До меня не было ни гностическаго, ни люциферическаго Слова – что угодно: мужская поэзія (философія), поэзія бабья, бытописаніе, занятое соціальнымъ, слишкомъ соціальнымъ, колѣнопреклоненные и коленопреклоняющіе священные тексты, фантазіи, документы пѣны дней, отдѣльныя геніальныя прозрѣнія и рѣдкія писанныя кровью слова. – Въ критской поэмѣ много болѣе 100.000 словъ. Какихъ словъ? Багрянопылающихъ, ярколучистыхъ, молнійно-лазурныхъ и трижды три потаенныхъ и сокровенныхъ: невозможныхъ – ни тогда (до 1917 г.), ни тѣмъ паче нынѣ. Таковыхъ, что родъ людской – немногими – будетъ помнить до самаго его скончанія, вплоть до того, какъ всё нонешнее обратится въ прахъ (ибо оно по праву прахъ само по себѣ). Мною – въ послѣдній разъ – старый Западъ, царство качества, цѣлясь въ Солнце, выступаетъ волною, накатываясь, наваливаясь, налетая на побѣдившій милостью дяди Сэма – царствомъ количества – Востокъ: на царство количества. – Навѣрное, должно пройти съ десятокъ поколѣній комментаторовъ, чтобы увидать, что (или, вѣрнѣе, кто) зашифровано, напримѣръ, въ этихъ словахъ: «Владѣешь ты міромъ, думая, что ты – путь, но ты не путь, но лишь путы, и распутье, и распутица»[80]. – Volens-nolens, но нѣчто сѣдое, какъ самое Время, высвѣчиваетъ себя моими текстами, это нѣчто подлинное, черезъ что являетъ и лучитъ себя Духъ, а вовсе не нѣкое новообразованіе. – Старое сквозитъ изъ моего текста, старое проросло сквозь текстъ мой.

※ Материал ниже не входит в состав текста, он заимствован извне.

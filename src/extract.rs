//! Selection and extraction of functional coding sequences.
//!
//! Only `CDS` features are considered. A feature is excluded when its
//! `product` contains `hypothetical` or `pseudogene` anywhere, compared
//! case-insensitively: this is a plain substring match, so a product such
//! as *"conserved hypothetical-like protein"* is excluded as well.

use std::fmt::Display;
use std::fmt::Formatter;
use std::fmt::Result as FmtResult;
use std::slice::Iter;

use crate::common::ShortString;
use crate::model::Feature;
use crate::model::GenomeRecord;

/// The gene label used for features without a `gene` qualifier.
pub const UNKNOWN_GENE: &str = "unknown";

/// The separator between the components of a sequence label.
pub const LABEL_DELIMITER: char = '_';

const EXCLUDED_PRODUCTS: &[&str] = &["hypothetical", "pseudogene"];

// ---------------------------------------------------------------------------

#[derive(Debug, Clone, Copy, PartialEq, Eq, Hash)]
#[cfg_attr(feature = "cli", derive(clap::ValueEnum))]
/// The kind of sequence extracted from each coding sequence.
pub enum Mode {
    /// The protein sequence given in the `translation` qualifier.
    #[cfg_attr(feature = "cli", value(alias = "protein"))]
    Translation,
    /// The nucleotide sequence covered by the feature location.
    #[cfg_attr(feature = "cli", value(alias = "dna"))]
    Nucleotide,
}

impl Default for Mode {
    fn default() -> Self {
        Mode::Translation
    }
}

// ---------------------------------------------------------------------------

#[derive(Debug, Clone, PartialEq, Eq, Hash)]
/// The residues of an extracted sequence.
pub enum Residues {
    Protein(String),
    Nucleotide(String),
}

impl Residues {
    pub fn as_str(&self) -> &str {
        match self {
            Residues::Protein(s) | Residues::Nucleotide(s) => s.as_str(),
        }
    }
}

#[derive(Debug, Clone, PartialEq, Eq, Hash)]
/// A coding sequence extracted from a record.
pub struct ExtractedSequence {
    gene: ShortString,
    record: String,
    file: String,
    residues: Residues,
}

impl ExtractedSequence {
    pub fn new<G, R, F>(gene: G, record: R, file: F, residues: Residues) -> Self
    where
        G: Into<ShortString>,
        R: Into<String>,
        F: Into<String>,
    {
        Self {
            gene: gene.into(),
            record: record.into(),
            file: file.into(),
            residues,
        }
    }

    /// The gene name, or `unknown` when the feature had none.
    pub fn gene(&self) -> &str {
        self.gene.as_str()
    }

    /// The identifier of the record the sequence was extracted from.
    pub fn record(&self) -> &str {
        &self.record
    }

    /// The name of the file the record was read from.
    pub fn file(&self) -> &str {
        &self.file
    }

    pub fn residues(&self) -> &Residues {
        &self.residues
    }

    /// Get the sequence label, e.g. `polA_NC_000913.3_x.gbff.gz`.
    pub fn label(&self) -> String {
        format!(
            "{}{d}{}{d}{}",
            self.gene,
            self.record,
            self.file,
            d = LABEL_DELIMITER
        )
    }
}

impl Display for ExtractedSequence {
    fn fmt(&self, f: &mut Formatter) -> FmtResult {
        write!(f, "{}: {}", self.label(), self.residues.as_str())
    }
}

// ---------------------------------------------------------------------------

/// Check whether a product description excludes a coding sequence.
pub fn is_excluded(product: &str) -> bool {
    let product = product.to_lowercase();
    EXCLUDED_PRODUCTS.iter().any(|word| product.contains(word))
}

/// Extract the functional coding sequences of `record`.
///
/// `file` is recorded in every extracted sequence to identify its source.
pub fn extract<'r>(record: &'r GenomeRecord, file: &'r str, mode: Mode) -> Extractor<'r> {
    Extractor::new(record, file, mode)
}

/// An iterator over the functional coding sequences of a record.
pub struct Extractor<'r> {
    record: &'r GenomeRecord,
    file: &'r str,
    mode: Mode,
    features: Iter<'r, Feature>,
}

impl<'r> Extractor<'r> {
    pub fn new(record: &'r GenomeRecord, file: &'r str, mode: Mode) -> Self {
        Self {
            record,
            file,
            mode,
            features: record.features.iter(),
        }
    }

    fn residues(&self, feature: &Feature) -> Option<Residues> {
        match self.mode {
            Mode::Translation => feature
                .qualifiers
                .first("translation")
                .map(|t| Residues::Protein(t.to_string())),
            Mode::Nucleotide => {
                let location = feature.parse_location().ok()?;
                let seq = location.extract(self.record.sequence.as_bytes())?;
                String::from_utf8(seq).ok().map(Residues::Nucleotide)
            }
        }
    }
}

impl<'r> Iterator for Extractor<'r> {
    type Item = ExtractedSequence;
    fn next(&mut self) -> Option<Self::Item> {
        while let Some(feature) = self.features.next() {
            if !feature.is_cds() {
                continue;
            }
            let product = feature.qualifiers.first("product").unwrap_or("");
            if is_excluded(product) {
                continue;
            }
            if let Some(residues) = self.residues(feature) {
                let gene = feature.qualifiers.first("gene").unwrap_or(UNKNOWN_GENE);
                return Some(ExtractedSequence::new(
                    gene,
                    self.record.id(),
                    self.file,
                    residues,
                ));
            }
        }
        None
    }
}

#[cfg(test)]
mod tests {

    use super::*;
    use crate::model::FeatureKind;
    use crate::model::Locus;

    fn cds(location: &str, qualifiers: &[(&str, &str)]) -> Feature {
        let mut feature = Feature::new(FeatureKind::Cds, location);
        feature.qualifiers = qualifiers.iter().cloned().collect();
        feature
    }

    fn record(features: Vec<Feature>) -> GenomeRecord {
        let mut record = GenomeRecord::new(Locus::new("NC_000001"));
        record.accessions.push(String::from("NC_000001"));
        record.sequence = String::from("ATGGCCTAAGGGCATTTT");
        record.features = features;
        record
    }

    #[test]
    fn hypothetical_product_is_excluded() {
        let r = record(vec![cds(
            "1..9",
            &[("product", "hypothetical protein"), ("translation", "MKT")],
        )]);
        assert_eq!(extract(&r, "x.gbff.gz", Mode::Translation).count(), 0);
        assert_eq!(extract(&r, "x.gbff.gz", Mode::Nucleotide).count(), 0);
    }

    #[test]
    fn exclusion_is_a_case_insensitive_substring_match() {
        assert!(is_excluded("Putative PSEUDOGENE fragment"));
        assert!(is_excluded("conserved Hypothetical-like protein"));
        assert!(is_excluded("nonhypothetical"));
        assert!(!is_excluded("DNA polymerase I"));
        assert!(!is_excluded(""));
    }

    #[test]
    fn functional_product_is_extracted() {
        let r = record(vec![cds(
            "1..9",
            &[
                ("product", "DNA polymerase"),
                ("gene", "polA"),
                ("translation", "MSTA"),
            ],
        )]);
        let seqs = extract(&r, "x.gbff.gz", Mode::Translation).collect::<Vec<_>>();
        assert_eq!(seqs.len(), 1);
        assert_eq!(seqs[0].gene(), "polA");
        assert_eq!(seqs[0].record(), "NC_000001");
        assert_eq!(seqs[0].file(), "x.gbff.gz");
        assert_eq!(seqs[0].residues(), &Residues::Protein(String::from("MSTA")));
        assert_eq!(seqs[0].label(), "polA_NC_000001_x.gbff.gz");
    }

    #[test]
    fn defaults_for_missing_qualifiers() {
        let r = record(vec![
            cds("1..9", &[("translation", "MA")]),
            cds("1..9", &[("gene", "dnaA")]),
        ]);
        let seqs = extract(&r, "f", Mode::Translation).collect::<Vec<_>>();
        assert_eq!(seqs.len(), 1);
        assert_eq!(seqs[0].gene(), UNKNOWN_GENE);
    }

    #[test]
    fn first_values_are_used() {
        let r = record(vec![cds(
            "1..9",
            &[
                ("gene", "thrA"),
                ("gene", "thrA2"),
                ("translation", "MRV"),
                ("translation", "MKK"),
            ],
        )]);
        let seq = extract(&r, "f", Mode::Translation).next().unwrap();
        assert_eq!(seq.gene(), "thrA");
        assert_eq!(seq.residues().as_str(), "MRV");
    }

    #[test]
    fn non_cds_features_are_ignored() {
        let mut gene = cds("1..9", &[("gene", "polA"), ("translation", "M")]);
        gene.kind = FeatureKind::Gene;
        let r = record(vec![gene]);
        assert_eq!(extract(&r, "f", Mode::Translation).count(), 0);
    }

    #[test]
    fn nucleotide_mode_follows_location() {
        let r = record(vec![
            cds("1..9", &[("gene", "a")]),
            cds("complement(10..15)", &[("gene", "b")]),
            cds("join(1..3,16..18)", &[("gene", "c")]),
            cds("10..99", &[("gene", "d")]),
            cds("J00194.1:1..3", &[("gene", "e")]),
        ]);
        let seqs = extract(&r, "f", Mode::Nucleotide)
            .map(|s| (s.gene().to_string(), s.residues().as_str().to_string()))
            .collect::<Vec<_>>();
        assert_eq!(
            seqs,
            vec![
                (String::from("a"), String::from("ATGGCCTAA")),
                (String::from("b"), String::from("ATGCCC")),
                (String::from("c"), String::from("ATGTTT")),
            ]
        );
    }

    #[test]
    fn extraction_is_deterministic() {
        let r = record(vec![
            cds("1..9", &[("gene", "a"), ("translation", "MA")]),
            cds("1..9", &[("gene", "b"), ("translation", "MB")]),
        ]);
        let first = extract(&r, "f", Mode::Translation).collect::<Vec<_>>();
        let second = extract(&r, "f", Mode::Translation).collect::<Vec<_>>();
        assert_eq!(first, second);
        assert_eq!(first[0].gene(), "a");
        assert_eq!(first[1].gene(), "b");
    }
}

Слово мое – единовременно – ударъ самостоянія, самосознанія и своеволія по плоти: духомъ; и запечатанная бутылка въ морѣ; оно менѣе всего для современнаго или несовременнаго читателя[81]. – Вышедши въ свѣтъ, первая критская поэма – не увидѣла міръ, но міръ увидѣлъ её, и – ей-богу – лучше бы міру её не увидѣть, но на то моя воля.
Комментарiи
Творить – значитъ убивать смерть.
Писатели, которые торопятся быть понятыми сегодня и завтра, подвергаются опасности быть забытыми послѣзавтра.
Всякая стадность – прибѣжище неодаренности, всё равно вѣрность ли это Соловьеву, или Канту, или Марксу. Истину ищутъ только одиночки и порываютъ со всѣми, кто любитъ её недостаточно.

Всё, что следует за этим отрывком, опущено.